Leiflife

By Leiflife

Portrait of The Dancer As A Young Woman

I have been thinking of blipping this portrait of sixteen-year-old Leif for a while. I modeled with great pleasure for the artist, Charles Richards, each day after school for a couple of weeks. A lovely man, gentle and elegant in his attentions, Charles lived for a while in my father's old studio with his wife, Armia. They were members of the family for a while.

During my junior and senior years in high school, I was such a dancer, utterly and completely devoted to becoming a ballerina. Commuting to New Orleans every weekend for classes and rehearsals, I was a serious student and performing often with The Crescent Ballet Company. Lelia Haller was my teacher, and I was as smitten as a teenager can possibly be with a demanding mentor who, when she was young, had danced with L'Opera de Paris. I was absolutely sure I would dance there someday, too. Ms. Haller was capable of raising me to the clouds with one compliment, but one critical word could have me despairing for days. Extremes were what I thrived on in those days.

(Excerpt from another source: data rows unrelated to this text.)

impl AttachmentCoordinator {
    pub fn new(
        node: impl Into<String>,
        store: Arc<dyn AttachmentStore>,
        pods: Arc<dyn PodLookup>,
        volumes: Arc<dyn VolumeBackend>,
        metrics: Arc<Metrics>,
    ) -> Self {
        AttachmentCoordinator {
            node: node.into(),
            store,
            pods,
            volumes,
            metrics,
        }
    }

    fn attachment_for(&self, opts: &AttachOptions) -> Attachment {
        Attachment {
            node: self.node.clone(),
            pod_namespace: opts.pod_namespace.clone(),
            pod_name: opts.pod_name.clone(),
            cluster_name: opts.cluster_name.clone(),
            mount_dir: opts.mount_dir.clone(),
            read_only: opts.read_only(),
        }
    }

    /// Records the attachment, then maps the image. Returns the device path.
    #[instrument(skip(self, opts), fields(volume = %opts.volume_name, pod = %opts.pod_name))]
    pub async fn attach(&self, opts: &AttachOptions) -> Result<String> {
        let recorded = retry_on_conflict(|| self.record_attachment(opts)).await;
        if let Err(e) = recorded {
            let outcome = match e {
                Error::AlreadyAttached(_) => "already_attached",
                Error::Contended(_) => "contended",
                _ => "error",
            };
            self.metrics.storage.attachment(outcome);
            return Err(e);
        }

        match self.volumes.attach(&opts.image, &opts.pool, &opts.cluster_name).await {
            Ok(device) => {
                self.metrics.storage.attachment("attached");
                info!("attached {}/{} at {device}", opts.pool, opts.image);
                Ok(device)
            }
            Err(e) => {
                self.metrics.storage.attachment("error");
                Err(e)
            }
        }
    }

    async fn record_attachment(&self, opts: &AttachOptions) -> Result<()> {
        let volume = opts.volume_name.as_str();
        let wanted = self.attachment_for(opts);

        let Some(mut record) = self.store.get(volume).await? else {
            info!("creating attachment record for volume {volume}");
            return self.store.create(&AttachmentRecord::new(volume, vec![wanted])).await;
        };

        if record.attachments.iter().any(|a| a.mount_dir == opts.mount_dir) {
            info!("volume {volume} is already recorded at {}", opts.mount_dir);
            return Ok(());
        }

        if let Some(index) = record.attachments.iter().position(|a| !a.read_only) {
            let owner = &record.attachments[index];
            let same_pod = owner.pod_namespace == opts.pod_namespace && owner.pod_name == opts.pod_name;
            let phase = if same_pod {
                None
            } else {
                self.pods.pod_phase(&owner.pod_namespace, &owner.pod_name).await?
            };
            return match phase {
                Some(phase) => Err(Error::AlreadyAttached(format!(
                    "volume {volume} is already attached by pod {}/{} ({phase}), cannot attach it to pod {}/{}",
                    owner.pod_namespace, owner.pod_name, opts.pod_namespace, opts.pod_name
                ))),
                None => {
                    info!(
                        "attachment of volume {volume} by pod {}/{} is orphaned, taking it over",
                        owner.pod_namespace, owner.pod_name
                    );
                    record.attachments[index] = wanted;
                    self.store.update(&record).await
                }
            };
        }

        if !opts.read_only() && !record.attachments.is_empty() {
            return Err(Error::AlreadyAttached(format!(
                "volume {volume} is attached read-only by {} pods, cannot attach it read-write to pod {}/{}",
                record.attachments.len(),
                opts.pod_namespace,
                opts.pod_name
            )));
        }

        record.attachments.push(wanted);
        self.store.update(&record).await
    }

    /// Unmaps the image, then drops the record once nothing holds the volume.
    #[instrument(skip(self, opts), fields(volume = %opts.volume_name))]
    pub async fn detach(&self, opts: &AttachOptions, force: bool) -> Result<()> {
        self.volumes
            .detach(&opts.image, &opts.pool, &opts.cluster_name, force)
            .await?;

        retry_on_conflict(|| self.delete_if_unused(&opts.volume_name)).await
    }

    async fn delete_if_unused(&self, volume: &str) -> Result<()> {
        match self.store.get(volume).await? {
            Some(record) if record.attachments.is_empty() => {
                info!("deleting attachment record {volume}");
                self.store.delete(&record).await
            }
            _ => Ok(()),
        }
    }

    /// Forgets this node's attachment at `mount_dir`. `true` when the node no
    /// longer holds the volume and the device can be unmapped.
    #[instrument(skip(self, opts), fields(volume = %opts.volume_name))]
    pub async fn remove_attachment_object(&self, opts: &AttachOptions) -> Result<bool> {
        retry_on_conflict(|| self.remove_once(opts)).await
    }

    async fn remove_once(&self, opts: &AttachOptions) -> Result<bool> {
        let volume = opts.volume_name.as_str();
        let mut record = self
            .store
            .get(volume)
            .await?
            .ok_or_else(|| Error::NotFound(format!("attachment record {volume}")))?;

        let before = record.attachments.len();
        record
            .attachments
            .retain(|a| !(a.node == self.node && a.mount_dir == opts.mount_dir));
        if record.attachments.len() == before {
            return Err(Error::NotFound(format!(
                "attachment of volume {volume} at {}",
                opts.mount_dir
            )));
        }

        let safe_to_detach = !record.attachments.iter().any(|a| a.node == self.node);
        if record.attachments.is_empty() {
            self.store.delete(&record).await?;
        } else {
            self.store.update(&record).await?;
        }
        Ok(safe_to_detach)
    }
}

async fn retry_on_conflict<T, F, Fut>(mut op: F) -> Result<T>
where
    F: FnMut() -> Fut,
    Fut: std::future::Future<Output = Result<T>>,
{
    let mut attempt = 1;
    loop {
        match op().await {
            Err(e) if e.kind() == ErrorKind::Conflict && attempt < CONFLICT_RETRIES => {
                warn!("{e}, retrying");
                attempt += 1;
            }
            other => return other,
        }
    }
}

#[cfg(test)]
mod tests {
    use super::*;
    use crate::testing::{FakePods, FakeVolumes, MemoryAttachmentStore};

    struct Harness {
        store: Arc<MemoryAttachmentStore>,
        pods: Arc<FakePods>,
        volumes: Arc<FakeVolumes>,
    }

    impl Harness {
        fn new() -> Self {
            Harness {
                store: Arc::new(MemoryAttachmentStore::default()),
                pods: Arc::new(FakePods::default()),
                volumes: Arc::new(FakeVolumes::default()),
            }
        }

        fn on(&self, node: &str) -> AttachmentCoordinator {
            AttachmentCoordinator::new(
                node,
                self.store.clone(),
                self.pods.clone(),
                self.volumes.clone(),
                Arc::new(Metrics::default()),
            )
        }
    }

    fn opts(pod: &str, mount_dir: &str, mode: AccessMode) -> AttachOptions {
        AttachOptions {
            image: "pvc-1".into(),
            pool: "replicapool".into(),
            cluster_name: "rook".into(),
            storage_class: "rook-block".into(),
            mount_dir: mount_dir.into(),
            volume_name: "pvc-1".into(),
            pod_name: pod.into(),
            pod_namespace: "default".into(),
            access_mode: mode,
            ..Default::default()
        }
    }

    #[tokio::test]
    async fn first_attach_creates_the_record() {
        let h = Harness::new();
        let device = h.on("node1").attach(&opts("a", "/mnt/a", AccessMode::Rw)).await.unwrap();
        assert_eq!(device, "/dev/rbd0");
        let record = h.store.record("pvc-1").unwrap();
        assert_eq!(record.len(), 1);
        assert_eq!(record[0].node, "node1");
        assert!(!record[0].read_only);
    }

    #[tokio::test]
    async fn second_writer_is_refused_while_the_owner_lives() {
        let h = Harness::new();
        h.pods.running("default", "a");
        h.on("node1").attach(&opts("a", "/mnt/a", AccessMode::Rw)).await.unwrap();
        let before = h.store.record("pvc-1");

        let err = h
            .on("node2")
            .attach(&opts("b", "/mnt/b", AccessMode::Rw))
            .await
            .unwrap_err();
        assert!(matches!(err, Error::AlreadyAttached(_)));
        assert!(err.to_string().contains("default/a"));
        assert_eq!(h.store.record("pvc-1"), before);
        assert_eq!(h.volumes.attached(), vec!["rook replicapool/pvc-1".to_string()]);
    }

    #[tokio::test]
    async fn same_mount_dir_is_idempotent() {
        let h = Harness::new();
        let c = h.on("node1");
        c.attach(&opts("a", "/mnt/a", AccessMode::Rw)).await.unwrap();
        let writes = h.store.writes();
        c.attach(&opts("a", "/mnt/a", AccessMode::Rw)).await.unwrap();
        assert_eq!(h.store.writes(), writes);
    }

    #[tokio::test]
    async fn orphaned_writer_is_taken_over() {
        let h = Harness::new();
        h.on("node1").attach(&opts("a", "/mnt/a", AccessMode::Rw)).await.unwrap();
        // pod a is gone
        h.on("node2").attach(&opts("b", "/mnt/b", AccessMode::Rw)).await.unwrap();
        let record = h.store.record("pvc-1").unwrap();
        assert_eq!(record.len(), 1);
        assert_eq!(record[0].pod_name, "b");
        assert_eq!(record[0].node, "node2");
    }

    #[tokio::test]
    async fn readers_share_but_block_writers() {
        let h = Harness::new();
        h.on("node1").attach(&opts("a", "/mnt/a", AccessMode::Ro)).await.unwrap();
        h.on("node2").attach(&opts("b", "/mnt/b", AccessMode::Ro)).await.unwrap();
        assert_eq!(h.store.record("pvc-1").unwrap().len(), 2);

        let err = h
            .on("node3")
            .attach(&opts("c", "/mnt/c", AccessMode::Rw))
            .await
            .unwrap_err();
        assert!(matches!(err, Error::AlreadyAttached(_)));
    }

    #[tokio::test]
    async fn conflicting_update_is_retried() {
        let h = Harness::new();
        h.on("node1").attach(&opts("a", "/mnt/a", AccessMode::Ro)).await.unwrap();
        h.store.conflict_next(1);
        h.on("node2").attach(&opts("b", "/mnt/b", AccessMode::Ro)).await.unwrap();
        assert_eq!(h.store.record("pvc-1").unwrap().len(), 2);
    }

    #[tokio::test]
    async fn removing_the_last_local_attachment_allows_detach() {
        let h = Harness::new();
        let c = h.on("node1");
        c.attach(&opts("a", "/mnt/a", AccessMode::Ro)).await.unwrap();
        c.attach(&opts("b", "/mnt/b", AccessMode::Ro)).await.unwrap();
        h.on("node2").attach(&opts("c", "/mnt/c", AccessMode::Ro)).await.unwrap();

        assert!(!c.remove_attachment_object(&opts("a", "/mnt/a", AccessMode::Ro)).await.unwrap());
        assert!(c.remove_attachment_object(&opts("b", "/mnt/b", AccessMode::Ro)).await.unwrap());
        assert_eq!(h.store.record("pvc-1").unwrap().len(), 1);

        let err = c
            .remove_attachment_object(&opts("b", "/mnt/b", AccessMode::Ro))
            .await
            .unwrap_err();
        assert!(err.is_not_found());
    }

    #[tokio::test]
    async fn last_removal_deletes_the_record() {
        let h = Harness::new();
        let c = h.on("node1");
        c.attach(&opts("a", "/mnt/a", AccessMode::Rw)).await.unwrap();
        assert!(c.remove_attachment_object(&opts("a", "/mnt/a", AccessMode::Rw)).await.unwrap());
        assert!(h.store.record("pvc-1").is_none());
    }

    #[tokio::test]
    async fn reader_arriving_before_the_last_removal_keeps_the_record() {
        let h = Harness::new();
        let c = h.on("node1");
        c.attach(&opts("a", "/mnt/a", AccessMode::Ro)).await.unwrap();
        h.store.attach_before_next_delete(Attachment {
            node: "node2".into(),
            pod_namespace: "default".into(),
            pod_name: "b".into(),
            cluster_name: "rook".into(),
            mount_dir: "/mnt/b".into(),
            read_only: true,
        });

        assert!(c.remove_attachment_object(&opts("a", "/mnt/a", AccessMode::Ro)).await.unwrap());
        let record = h.store.record("pvc-1").unwrap();
        assert_eq!(record.len(), 1);
        assert_eq!(record[0].mount_dir, "/mnt/b");

        let err = h
            .on("node3")
            .attach(&opts("c", "/mnt/c", AccessMode::Rw))
            .await
            .unwrap_err();
        assert!(matches!(err, Error::AlreadyAttached(_)));
    }

    #[tokio::test]
    async fn stale_empty_record_is_not_deleted_on_detach() {
        let h = Harness::new();
        let c = h.on("node1");
        c.attach(&opts("a", "/mnt/a", AccessMode::Ro)).await.unwrap();
        let mut emptied = h.store.get("pvc-1").await.unwrap().unwrap();
        emptied.attachments.clear();
        h.store.update(&emptied).await.unwrap();
        h.store.attach_before_next_delete(Attachment {
            node: "node2".into(),
            pod_namespace: "default".into(),
            pod_name: "b".into(),
            cluster_name: "rook".into(),
            mount_dir: "/mnt/b".into(),
            read_only: true,
        });

        c.detach(&opts("a", "/mnt/a", AccessMode::Ro), false).await.unwrap();
        assert_eq!(h.store.record("pvc-1").unwrap().len(), 1);
    }

    #[tokio::test]
    async fn detach_without_a_record_still_unmaps() {
        let h = Harness::new();
        h.on("node1").detach(&opts("a", "/mnt/a", AccessMode::Rw), true).await.unwrap();
        assert_eq!(h.volumes.detached(), vec!["rook replicapool/pvc-1 force".to_string()]);
    }

    #[tokio::test]
    async fn failed_unmap_leaves_the_record() {
        let h = Harness::new();
        let c = h.on("node1");
        c.attach(&opts("a", "/mnt/a", AccessMode::Rw)).await.unwrap();
        h.volumes.fail_detach();
        assert!(c.detach(&opts("a", "/mnt/a", AccessMode::Rw), false).await.is_err());
        assert!(h.store.record("pvc-1").is_some());
    }

    #[test]
    fn options_use_the_driver_field_names() {
        let raw = r#"{"image":"img","pool":"p","clusterName":"rook","mountDir":"/m","volumeName":"pv","podName":"a","podNamespace":"ns","podID":"uid","rw":"ro"}"#;
        let opts: AttachOptions = serde_json::from_str(raw).unwrap();
        assert_eq!(opts.pod_id, "uid");
        assert_eq!(opts.access_mode, AccessMode::Ro);
        assert!(opts.storage_class.is_empty());
    }
}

In the portrait I am wearing my first "romantic" length tutu. It floated wonderfully around my slender body during a grande jete or a tour jete. Each time I came home from school, which I hated, and put on my tutu and makeup and pointe shoes to model for Charles...I was transported into that realm where dreams come true.

Five years later I would leave the ballet to give birth to my daughter, Moira. I would learn to embrace a freer sort of dance. I would shift quickly from modeling myself on Anna Pavlova to following the liberating example set by Isadora Duncan. I found out just how wonderful it is to wear filmy silk tunics and express the depths of my rapturous soul. I would never go back.

Yet here on my wall,  after years of living a very different life than was originally dreamt of, young Leif and her ballerina dream still cause me to ponder. Her pensive gaze can pierce my heart at times. I love her. I really do love her...and some part of me longs to retain and fulfill such intensity of purpose. But I am not sure how...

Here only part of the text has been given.